Nas ruas da capital Minsk quase que passa despercebido o regime autoritário liderado há 26 anos por Lukashenko, mas essa presença faz-se sentir no apressar do passo, no desviar do olhar e na recusa das pessoas em ceder falar de Protasevich, quando abordadas pela Lusa.
Roman Protasevich, 26 anos, que está detido em Minsk desde 23 de maio, tornou-se num alvo de Lukashenko ao ser a principal fonte de informação dos protestos antigovernamentais através dos canais NEXTA na rede social Telegram, logo após as eleições presidenciais de agosto de 2020.
O tema é sensível para os bielorrussos, principalmente para os opositores de Lukashenko, pelo que a relutância na sua abordagem vai muito além da dificuldade linguística e levou a quase totalidade dos entrevistados a ter solicitado reserva de identidade.
Lisa., "apenas Lisa.", pediu a estudante, acedeu a uma breve troca de palavras em inglês e deu conta à Lusa, ao ritmo lento de um abanar desaprovador de cabeça, do desconforto com a situação, com um contido desagrado para com o Presidente Lukashenko.
"É uma situação inacreditável que me envergonha. E não falo só por mim, pois tenho muitos amigos que pensam da mesma forma", admitiu Lisa., que faz parte da ínfima percentagem de bielorrussos que usa máscara de proteção anticovid-19.
Com cerca de 9,5 milhões de habitantes (dos quais quase dois milhões em Minsk), distribuídos por 207.600 km/quadrados (2,2 vezes maior do que a área de Portugal), o país, que regista menos de três mil mortos por covid-19, convive com a pandemia sem tomar especiais medidas de precaução.
"Uso máscara para me proteger a mim e aos outros. Mas há muita gente que ainda hoje não acredita na existência da covid-19. Não acreditam no que não se vê", justificou a resignada aluna de línguas, com um involuntário encolher de ombros.
Janna K., após declinar inicialmente com um educado "net, spasibo" (não, obrigado), foi outra das exceções que acedeu falar sobre o caso Protasevich, enquanto esperava num banco de jardim pelo filho, a recrear-se com uma trotineta elétrica.
"É uma situação complicada. Dizem [os canais oficiais estatais] que estava em causa a nossa segurança, mas há muita gente que não acredita nisso", referiu Janna K. com visível desconforto entre olhares controladores à procura do filho.
O diálogo com Serhiy, na casa dos 40 anos, abriu de forma efusiva com Cristiano Ronaldo e passou do tom ameno da situação da covid-19 para o quase sussurro na questão da detenção de Protasevich, que fez o receoso conversador baixar o tom.

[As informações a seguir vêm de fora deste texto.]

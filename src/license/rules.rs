//! License Quota Rules
//!
//! Maps Active license grants to an additive row allotment.
//!
//! # Evaluation
//!
//! ```text
//! snapshot ──► Active grants ──┬─► label starts with premium prefix ─► Pass 1 (premium tiers)
//!                              │                                          │ premium_tier flag
//!                              └─► all Active grants ─────────────────► Pass 2 (rule table)
//! ```
//!
//! Pass 1 matches exact labels (`"<prefix> Plus"`, `"<prefix> Growth"`).
//! Pass 2 applies the first rule in [`ALLOTMENT_RULES`] whose fragment is
//! contained in the label; every grant is scored on its own, so two grants
//! with the same label both count. Labels no rule knows contribute nothing.
//!
//! The per-seat analytics rules discount one seat when a premium tier is
//! present, because the premium bundle already includes it.

use crate::error::{QuotaError, Result};
use crate::license::grant::{LicenseGrant, LicenseSource};
use serde::Serialize;

/// Label prefix shared by the premium analytics tiers
pub const DEFAULT_PREMIUM_PREFIX: &str = "Einstein Analytics";

/// Exact-label premium tiers, matched as `"<prefix> <suffix>"`
pub const PREMIUM_TIERS: &[PremiumTier] = &[
    PremiumTier {
        suffix: "Plus",
        rows: 10_000_000_000,
    },
    PremiumTier {
        suffix: "Growth",
        rows: 100_000_000,
    },
];

/// Rule table, in priority order. The first matching rule wins.
pub const ALLOTMENT_RULES: &[AllotmentRule] = &[
    AllotmentRule {
        name: "financial-services-cloud",
        label_contains: "for Financial Services Cloud",
        rows: RowGrant::Flat(25_000_000),
    },
    AllotmentRule {
        name: "health-cloud",
        label_contains: "for Health Cloud",
        rows: RowGrant::Flat(25_000_000),
    },
    AllotmentRule {
        name: "event-monitoring",
        label_contains: "Event Monitoring",
        rows: RowGrant::Flat(50_000_000),
    },
    AllotmentRule {
        name: "b2b-marketing",
        label_contains: "B2B Marketing",
        rows: RowGrant::Flat(25_000_000),
    },
    AllotmentRule {
        name: "additional-data-rows",
        label_contains: "Additional Data Rows",
        rows: RowGrant::PerLicense(100_000_000),
    },
    AllotmentRule {
        name: "sales-analytics",
        label_contains: "Sales Analytics",
        rows: RowGrant::PerLicenseLessBundled(25_000_000),
    },
    AllotmentRule {
        name: "service-analytics",
        label_contains: "Service Analytics",
        rows: RowGrant::PerLicenseLessBundled(25_000_000),
    },
];

/// A premium tier recognised in pass 1
#[derive(Debug, Clone, Copy, PartialEq, Eq)]
pub struct PremiumTier {
    /// Label suffix after the premium prefix
    pub suffix: &'static str,

    /// Rows granted by an Active grant of this tier
    pub rows: u64,
}

impl PremiumTier {
    /// Whether `label` names this tier under `prefix`
    pub fn matches(&self, prefix: &str, label: &str) -> bool {
        label
            .strip_prefix(prefix)
            .and_then(|rest| rest.strip_prefix(' '))
            .is_some_and(|suffix| suffix == self.suffix)
    }
}

/// How a matched rule turns a grant into rows
#[derive(Debug, Clone, Copy, PartialEq, Eq)]
pub enum RowGrant {
    /// Fixed rows regardless of seat count
    Flat(u64),

    /// Rows per purchased seat
    PerLicense(u64),

    /// Rows per seat, minus one bundled seat when a premium tier is present
    /// and more than one seat was purchased
    PerLicenseLessBundled(u64),
}

impl RowGrant {
    /// Rows contributed by a grant with `total_licenses` seats
    ///
    /// Returns `None` on overflow.
    pub fn rows(&self, total_licenses: u64, premium_tier: bool) -> Option<u64> {
        match *self {
            RowGrant::Flat(rows) => Some(rows),
            RowGrant::PerLicense(per_seat) => total_licenses.checked_mul(per_seat),
            RowGrant::PerLicenseLessBundled(per_seat) => {
                let seats = if premium_tier && total_licenses > 1 {
                    total_licenses - 1
                } else {
                    total_licenses
                };
                seats.checked_mul(per_seat)
            }
        }
    }
}

/// One entry of the rule table
#[derive(Debug, Clone, Copy, PartialEq, Eq)]
pub struct AllotmentRule {
    /// Rule identifier reported in breakdowns
    pub name: &'static str,

    /// Label fragment that selects this rule (substring match)
    pub label_contains: &'static str,

    /// Row contribution of a matching grant
    pub rows: RowGrant,
}

impl AllotmentRule {
    pub fn matches(&self, label: &str) -> bool {
        label.contains(self.label_contains)
    }
}

/// First rule in the table that matches `label`
pub fn matching_rule(label: &str) -> Option<&'static AllotmentRule> {
    ALLOTMENT_RULES.iter().find(|rule| rule.matches(label))
}

/// Rows contributed by one grant
#[derive(Debug, Clone, PartialEq, Eq, Serialize)]
pub struct Contribution {
    /// Grant label
    pub label: String,

    /// Premium tier suffix or rule name that matched
    pub rule: String,

    /// Rows added to the allotment
    pub rows: u64,
}

/// Explainable result of a license evaluation
#[derive(Debug, Clone, Default, PartialEq, Eq, Serialize)]
pub struct AllotmentBreakdown {
    /// Whether an Active premium tier grant was found
    pub premium_tier: bool,

    /// Total row allotment
    pub total: u64,

    /// Non-zero and rule-matched contributions, pass 1 first
    pub contributions: Vec<Contribution>,
}

impl AllotmentBreakdown {
    fn add(&mut self, label: &str, rule: &str, rows: u64) -> Result<()> {
        self.total = self.total.checked_add(rows).ok_or_else(|| {
            QuotaError::QuotaEvaluation(format!(
                "Row allotment overflows u64 while adding {} rows for '{}'",
                rows, label
            ))
        })?;
        self.contributions.push(Contribution {
            label: label.to_string(),
            rule: rule.to_string(),
            rows,
        });
        Ok(())
    }
}

/// Evaluates license grants into a row allotment
#[derive(Debug, Clone)]
pub struct LicenseQuotaEvaluator {
    premium_prefix: String,
}

impl Default for LicenseQuotaEvaluator {
    fn default() -> Self {
        Self::new(DEFAULT_PREMIUM_PREFIX)
    }
}

impl LicenseQuotaEvaluator {
    /// Create an evaluator recognising premium tiers under `premium_prefix`
    pub fn new(premium_prefix: impl Into<String>) -> Self {
        Self {
            premium_prefix: premium_prefix.into(),
        }
    }

    /// Premium label prefix in use
    pub fn premium_prefix(&self) -> &str {
        &self.premium_prefix
    }

    /// Evaluate a grant snapshot
    ///
    /// Pure function of `grants`: evaluating the same snapshot twice yields
    /// the same breakdown.
    ///
    /// # Errors
    ///
    /// Returns [`QuotaError::QuotaEvaluation`] if the allotment overflows u64.
    pub fn evaluate(&self, grants: &[LicenseGrant]) -> Result<AllotmentBreakdown> {
        let active: Vec<&LicenseGrant> = grants.iter().filter(|g| g.is_active()).collect();
        let premium_candidates = active
            .iter()
            .filter(|g| g.label.starts_with(self.premium_prefix.as_str()));

        let mut breakdown = AllotmentBreakdown::default();

        for grant in premium_candidates {
            for tier in PREMIUM_TIERS {
                if tier.matches(&self.premium_prefix, &grant.label) {
                    breakdown.add(&grant.label, tier.suffix, tier.rows)?;
                    breakdown.premium_tier = true;
                }
            }
        }

        for grant in &active {
            let Some(rule) = matching_rule(&grant.label) else {
                tracing::trace!("No allotment rule for license '{}'", grant.label);
                continue;
            };
            let rows = rule
                .rows
                .rows(grant.total_licenses, breakdown.premium_tier)
                .ok_or_else(|| {
                    QuotaError::QuotaEvaluation(format!(
                        "Row allotment for '{}' with {} licenses overflows u64",
                        grant.label, grant.total_licenses
                    ))
                })?;
            breakdown.add(&grant.label, rule.name, rows)?;
        }

        tracing::debug!(
            "Evaluated {} active of {} license grants: premium_tier={}, allotment={}",
            active.len(),
            grants.len(),
            breakdown.premium_tier,
            breakdown.total
        );

        Ok(breakdown)
    }

    /// Load a snapshot from `source` and evaluate it
    pub async fn evaluate_source<L: LicenseSource>(&self, source: &L) -> Result<AllotmentBreakdown> {
        let grants = source.load_grants().await?;
        self.evaluate(&grants)
    }

    /// Total row allotment entitled by `source`
    pub async fn total_row_allotment<L: LicenseSource>(&self, source: &L) -> Result<u64> {
        let breakdown = self.evaluate_source(source).await?;
        tracing::info!("Total row allotment: {}", breakdown.total);
        Ok(breakdown.total)
    }
}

"É uma questão política. Acho que a União Europeia não está correta [ao impor sanções}, porque nós [bielorrussos] não temos culpa. E não acredito que assim consiga resolver a situação", considerou, dando por encerrada a curta entrevista com um "do svidanija" (adeus).
Para Diyanna P., que colabora com uma empresa de autocarros que faz visitas guiadas a Minsk, as pressões externas "não se fazem sentir no país", embora reconheça que a detenção de Protasevich, e da forma como aconteceu, cria "algum embaraço e vergonha".
Kanstantsin, abordado pela Lusa nos festejos dos 75 anos da fábrica de tratores de Minsk (Belarus), a admirar um modelo do pós-guerra, dá o benefício da dúvida a Lukashenko, mas também discorda da forma como aconteceu a detenção de Protasevich.
Protasevich, colaborador próximo da líder da oposição bielorrussa no exílio, Svetlana Tijanovskaya, está acusado de "atividade terrorista" pelo KGB e foi detido quando o avião da Ryanair em que seguia com a namorada, que voava de Atenas para a capital da Lituânia, Vílnius, foi intercetado e desviado para Minsk.
As presidenciais de 09 de agosto de 2020 na Bielorrússia deram a vitória a Aleksandr Lukashenko, com 80 por cento dos votos, um escrutínio contestado pela oposição e que não é reconhecido pelos países ocidentais.